**What you should do**
The response must contain every line below in which "kinds" appears.
--- Extracted records ---
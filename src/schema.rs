//! The schema tree that gets compacted.

use crate::kind::Kind;
use serde::{Deserialize, Serialize};

/// A schema node. Each node owns its children outright; there is no sharing or back-reference
/// between nodes, so a tree is always finite and acyclic.
///
/// Primitive kinds carry nothing. Structural kinds are built with [`RecordSchema`],
/// [`EnumSchema`], [`FixedSchema`], [`Schema::union`], [`Schema::array`], and [`Schema::map`]:
///
/// ```
/// # use schema_pack::*;
/// let user = RecordSchema::new("User")
///     .field("id", Schema::Long)
///     .field("email", Schema::union([Schema::Null, Schema::String]))
///     .field("tags", Schema::array(Schema::String))
///     .build();
/// assert_eq!(user.kind(), Kind::Record);
/// ```
#[derive(Clone, Debug, PartialEq, Eq, Serialize, Deserialize)]
pub enum Schema {
    Null,
    Boolean,
    Int,
    Long,
    Float,
    Double,
    String,
    Bytes,
    Record(RecordSchema),
    /// Alternatives, in order. The order is significant.
    Union(Vec<Schema>),
    /// Element type.
    Array(Box<Schema>),
    /// Value type. Keys are always strings and aren't modeled.
    Map(Box<Schema>),
    Enum(EnumSchema),
    Fixed(FixedSchema),
}

impl Schema {
    pub fn kind(&self) -> Kind {
        match self {
            Schema::Null => Kind::Null,
            Schema::Boolean => Kind::Boolean,
            Schema::Int => Kind::Int,
            Schema::Long => Kind::Long,
            Schema::Float => Kind::Float,
            Schema::Double => Kind::Double,
            Schema::String => Kind::String,
            Schema::Bytes => Kind::Bytes,
            Schema::Record(_) => Kind::Record,
            Schema::Union(_) => Kind::Union,
            Schema::Array(_) => Kind::Array,
            Schema::Map(_) => Kind::Map,
            Schema::Enum(_) => Kind::Enum,
            Schema::Fixed(_) => Kind::Fixed,
        }
    }

    /// The payload-free schema for a primitive kind. Returns `None` for structural kinds.
    pub fn primitive(kind: Kind) -> Option<Schema> {
        Some(match kind {
            Kind::Null => Schema::Null,
            Kind::Boolean => Schema::Boolean,
            Kind::Int => Schema::Int,
            Kind::Long => Schema::Long,
            Kind::Float => Schema::Float,
            Kind::Double => Schema::Double,
            Kind::String => Schema::String,
            Kind::Bytes => Schema::Bytes,
            Kind::Record | Kind::Union | Kind::Array | Kind::Map | Kind::Enum | Kind::Fixed => {
                return None
            }
        })
    }

    pub fn union(alternatives: impl IntoIterator<Item = Schema>) -> Schema {
        Schema::Union(alternatives.into_iter().collect())
    }

    pub fn array(element: Schema) -> Schema {
        Schema::Array(Box::new(element))
    }

    pub fn map(value: Schema) -> Schema {
        Schema::Map(Box::new(value))
    }
}

/// A named field inside a record.
#[derive(Clone, Debug, PartialEq, Eq, Serialize, Deserialize)]
pub struct Field {
    pub name: String,
    pub schema: Schema,
}

impl Field {
    pub fn new(name: impl Into<String>, schema: Schema) -> Self {
        Self {
            name: name.into(),
            schema,
        }
    }
}

/// A named record. Field order is both the wire order and the record's layout, and is preserved
/// exactly through encoding.
#[derive(Clone, Debug, PartialEq, Eq, Serialize, Deserialize)]
pub struct RecordSchema {
    pub name: String,
    pub fields: Vec<Field>,
}

impl RecordSchema {
    /// Start an empty record.
    pub fn new(name: impl Into<String>) -> Self {
        Self {
            name: name.into(),
            fields: Vec::new(),
        }
    }

    /// Append a field.
    pub fn field(mut self, name: impl Into<String>, schema: Schema) -> Self {
        self.fields.push(Field::new(name, schema));
        self
    }

    /// Build this into a [`Schema`].
    pub fn build(self) -> Schema {
        Schema::Record(self)
    }
}

/// A named enumeration of symbols.
#[derive(Clone, Debug, PartialEq, Eq, Serialize, Deserialize)]
pub struct EnumSchema {
    pub name: String,
    pub symbols: Vec<String>,
}

impl EnumSchema {
    pub fn new(name: impl Into<String>) -> Self {
        Self {
            name: name.into(),
            symbols: Vec::new(),
        }
    }

    /// Append a symbol.
    pub fn symbol(mut self, symbol: impl Into<String>) -> Self {
        self.symbols.push(symbol.into());
        self
    }

    pub fn build(self) -> Schema {
        Schema::Enum(self)
    }
}

/// A named, fixed-size byte blob.
#[derive(Clone, Debug, PartialEq, Eq, Serialize, Deserialize)]
pub struct FixedSchema {
    pub name: String,
    /// Size in bytes.
    pub size: usize,
}

impl FixedSchema {
    pub fn new(name: impl Into<String>, size: usize) -> Self {
        Self {
            name: name.into(),
            size,
        }
    }

    pub fn build(self) -> Schema {
        Schema::Fixed(self)
    }
}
---
**Exercise answer**
/// Primitive kinds carry nothing. Structural kinds are built with [`RecordSchema`],
    /// The payload-free schema for a primitive kind. Returns `None` for structural kinds.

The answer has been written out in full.